Drug companies provide discounts on their drugs to companies that negotiate on behalf of insurers, and there is a growing discussion about the extent to which those rebates, granted in secret, trickle down to consumers.
Cutting regulations
Trump made concessions to the industry as well, saying he will ease regulations from the Food and Drug Administration to make it quicker to get drugs approved.
“We’re also going to be streamlining the process, so that, from your standpoint, when you have a drug, you can actually get it approved if it works, instead of waiting for many, many years,” Trump said.
Trump’s comments about speeding up drug approvals come as confusion swirls about how the FDA will be affected by recent executive orders, including one that imposed a federal hiring freeze.
There are many empty positions at the FDA, said Diana Zuckerman, president of the National Center for Health Research. The recently enacted 21st Century Cures law provided for additional hiring authority.
“But with the hiring freeze, will they be able to hire anyone?” she asked.
Another executive order, issued on Monday, requires that agencies remove two regulations for each new rule that’s promulgated.
“That will cripple the FDA’s ability to do anything other than regulate by nonbinding guidance documents,” said David Vladeck, a professor at Georgetown University Law Center. “To hollow out the agency’s authority by forbidding it from dealing with emerging issues through new regulations, and perhaps even giving guidance, will jeopardize consumers and threaten the reputation of the agency around the world.”
He also questioned Trump’s comments Tuesday about slashing drug-approval times at the agency, asking whether consumers wanted the FDA to rely on “comic-book” versions of drug applications.
Bringing jobs to the U.S.
Trump also focused on the need to create jobs and manufacture drugs in the United States.
Amgen, Novartis, Johnson & Johnson and the lobbying organization, PhRMA, were also present at the meeting — and emphasized their commitment to American manufacturing and jobs.
After Joseph Jimenez, chief executive of the Swiss pharma giant, Novartis, said that his company employed about 20,000 people in the U.S., Trump asked him if he planned to expand — then interjected that he meant within the United States.
“The rest I'm not too interested in,” Trump said.
Jimenez said that tax reform would be a “massive help” and Trump replied, “We'll get it.”

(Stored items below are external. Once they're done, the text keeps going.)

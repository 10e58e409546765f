use clap::Parser;
use serde_json::Value;
use std::path::PathBuf;

use crate::config::ParamOverrides;
use crate::loader::DATA_PATH_PARAM;

#[derive(Parser, Debug)]
#[command(
    name = "issue-activity-report",
    version,
    about = "Load a GitHub issue export and re-emit it as typed, normalized JSON",
    long_about = None
)]
pub struct Cli {
  /// Path to the issues dataset (overrides the ISSUES_DATA_PATH parameter)
  #[arg(long)]
  pub data_path: Option<PathBuf>,

  /// Output location: file path, or "-" for stdout
  #[arg(long, default_value = "-")]
  pub out: String,

  /// Pretty-print the emitted JSON
  #[arg(long)]
  pub pretty: bool,

  /// Emit a troff man page to stdout (internal; for packaging)
  #[arg(long, hide = true)]
  pub gen_man: bool,
}

/// Map CLI flags onto the parameter override batch. Flags the user did not
/// pass stay as skip entries so they never clobber env or config values.
pub fn overrides(cli: &Cli) -> ParamOverrides {
  let mut out = ParamOverrides::new();

  out.insert(
    DATA_PATH_PARAM,
    cli.data_path.as_ref().map(|p| Value::String(p.to_string_lossy().to_string())),
  );

  out
}
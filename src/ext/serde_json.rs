// === Module Header (agents-tooling) START ===
// header: Parsed by scripts/check_module_headers.sh for purpose/role presence; keep keys on single-line entries.
// purpose: Provide ergonomic nested JSON fetching and safe typed extraction for serde_json::Value
// role: extension/serde_json
// outputs: JsonFetch trait and JsonFetched wrapper for typed extraction with defaults
// invariants: No panics; missing paths yield None; explicit null is distinguishable from a missing key
// tie_breakers: contracts > orchestration > correctness > performance > minimal_diffs
// === Module Header END ===

use serde::de::DeserializeOwned;

/// Wrapper around a JSON location to allow typed extraction via a clear second step.
pub struct JsonFetched<'a> {
  inner: Option<&'a serde_json::Value>,
}

impl<'a> JsonFetched<'a> {
  /// Attempt to deserialize the fetched value as `T`.
  pub fn to<T>(&self) -> Option<T>
  where
    T: DeserializeOwned,
  {
    self.inner.and_then(|v| serde_json::from_value::<T>(v.clone()).ok())
  }

  /// Deserialize as `T`, returning `T::default()` on failure.
  pub fn to_or_default<T>(&self) -> T
  where
    T: DeserializeOwned + Default,
  {
    self.to::<T>().unwrap_or_default()
  }

  /// Borrow the underlying value when the key exists (including explicit null).
  pub fn raw(&self) -> Option<&'a serde_json::Value> {
    self.inner
  }

  /// True when the key is absent OR holds an explicit JSON null.
  ///
  /// Loosely-exported records use the two interchangeably; callers that
  /// substitute a sentinel need a single test for both.
  pub fn is_null_or_missing(&self) -> bool {
    matches!(self.inner, None | Some(serde_json::Value::Null))
  }
}

/// Extension to fetch nested values via dotted paths like "user.login".
pub trait JsonFetch {
  fn fetch(&self, path: &str) -> JsonFetched<'_>;
}

impl JsonFetch for serde_json::Value {
  fn fetch(&self, path: &str) -> JsonFetched<'_> {
    if path.is_empty() {
      return JsonFetched { inner: Some(self) };
    }

    let mut cur = self;

    for key in path.split('.') {
      match cur.get(key) {
        Some(next) => cur = next,
        None => return JsonFetched { inner: None },
      }
    }

    JsonFetched { inner: Some(cur) }
  }
}
//! Atomic statistics counters with cache-line alignment
//!
//! Every counter is monotonic except the two running maxima, which only grow.

use std::sync::atomic::{AtomicU64, Ordering};

use crossbeam_utils::CachePadded;
use serde::{Deserialize, Serialize};

/// Lock-free counter block shared by the recording statistics
#[derive(Debug, Default)]
pub(crate) struct StatisticsCounters {
    requests: CachePadded<AtomicU64>,
    memory_hits: CachePadded<AtomicU64>,
    provider_hits: CachePadded<AtomicU64>,
    background_threads: CachePadded<AtomicU64>,
    duplicates: CachePadded<AtomicU64>,
    max_queue_size: CachePadded<AtomicU64>,
    max_live_size: CachePadded<AtomicU64>,
    keys_added: CachePadded<AtomicU64>,
    keys_removed: CachePadded<AtomicU64>,
    reclaimed: CachePadded<AtomicU64>,
}

/// Point-in-time copy of the counters
#[derive(Debug, Clone, Copy, Default, PartialEq, Eq, Serialize, Deserialize)]
pub struct StatisticsSnapshot {
    pub requests: u64,
    pub memory_hits: u64,
    pub provider_hits: u64,
    pub background_threads: u64,
    pub duplicates: u64,
    pub max_queue_size: u64,
    pub max_live_size: u64,
    pub keys_added: u64,
    pub keys_removed: u64,
    pub reclaimed: u64,
}

impl StatisticsSnapshot {
    /// Fraction of requests answered from memory
    pub fn memory_hit_ratio(&self) -> f64 {
        if self.requests > 0 {
            self.memory_hits as f64 / self.requests as f64
        } else {
            0.0
        }
    }
}

impl StatisticsCounters {
    /// Count one attribute request, returning the new total
    #[inline(always)]
    pub fn record_request(&self) -> u64 {
        self.requests.fetch_add(1, Ordering::Relaxed) + 1
    }

    #[inline(always)]
    pub fn record_memory_hit(&self) {
        self.memory_hits.fetch_add(1, Ordering::Relaxed);
    }

    #[inline(always)]
    pub fn record_provider_hit(&self) {
        self.provider_hits.fetch_add(1, Ordering::Relaxed);
    }

    #[inline(always)]
    pub fn record_background_thread(&self) {
        self.background_threads.fetch_add(1, Ordering::Relaxed);
    }

    #[inline(always)]
    pub fn record_duplicate(&self) {
        self.duplicates.fetch_add(1, Ordering::Relaxed);
    }

    #[inline(always)]
    pub fn record_queue_size(&self, size: usize) {
        self.max_queue_size.fetch_max(size as u64, Ordering::Relaxed);
    }

    #[inline(always)]
    pub fn record_live_size(&self, size: usize) {
        self.max_live_size.fetch_max(size as u64, Ordering::Relaxed);
    }

    #[inline(always)]
    pub fn record_key_added(&self) {
        self.keys_added.fetch_add(1, Ordering::Relaxed);
    }

    #[inline(always)]
    pub fn record_key_removed(&self) {
        self.keys_removed.fetch_add(1, Ordering::Relaxed);
    }

    #[inline(always)]
    pub fn record_reclaimed(&self, count: usize) {
        self.reclaimed.fetch_add(count as u64, Ordering::Relaxed);
    }

    /// Get current statistics snapshot
    pub fn snapshot(&self) -> StatisticsSnapshot {
        StatisticsSnapshot {
            requests: self.requests.load(Ordering::Relaxed),
            memory_hits: self.memory_hits.load(Ordering::Relaxed),
            provider_hits: self.provider_hits.load(Ordering::Relaxed),
            background_threads: self.background_threads.load(Ordering::Relaxed),
            duplicates: self.duplicates.load(Ordering::Relaxed),
            max_queue_size: self.max_queue_size.load(Ordering::Relaxed),
            max_live_size: self.max_live_size.load(Ordering::Relaxed),
            keys_added: self.keys_added.load(Ordering::Relaxed),
            keys_removed: self.keys_removed.load(Ordering::Relaxed),
            reclaimed: self.reclaimed.load(Ordering::Relaxed),
        }
    }
}

#[cfg(test)]
mod tests {
    use super::*;

    #[test]
    fn test_running_maxima_only_grow() {
        let counters = StatisticsCounters::default();
        counters.record_queue_size(4);
        counters.record_queue_size(2);
        counters.record_live_size(10);
        counters.record_live_size(12);

        let snapshot = counters.snapshot();
        assert_eq!(snapshot.max_queue_size, 4);
        assert_eq!(snapshot.max_live_size, 12);
    }

    #[test]
    fn test_hit_ratio() {
        let counters = StatisticsCounters::default();
        assert_eq!(counters.snapshot().memory_hit_ratio(), 0.0);

        for _ in 0..4 {
            counters.record_request();
        }
        counters.record_memory_hit();
        assert_eq!(counters.snapshot().memory_hit_ratio(), 0.25);
    }
}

According to the Department of Commerce, most pharmaceuticals consumed in the United States are made here; only about a quarter of drugs are imported, or about $86 billion in 2015. The top five sources of imports are Ireland, Germany, Switzerland, Israel and India. The industry also exported $47 billion in pharmaceutical products in 2015.
Ireland has become a favorable location for pharmaceutical companies in part because of its low corporate tax rate. Company leaders have said that changes to the high corporate tax rate could make the United States a more favorable location for manufacturing or expansion.
Juliet Eilperin and Laurie McGinley contributed to this report.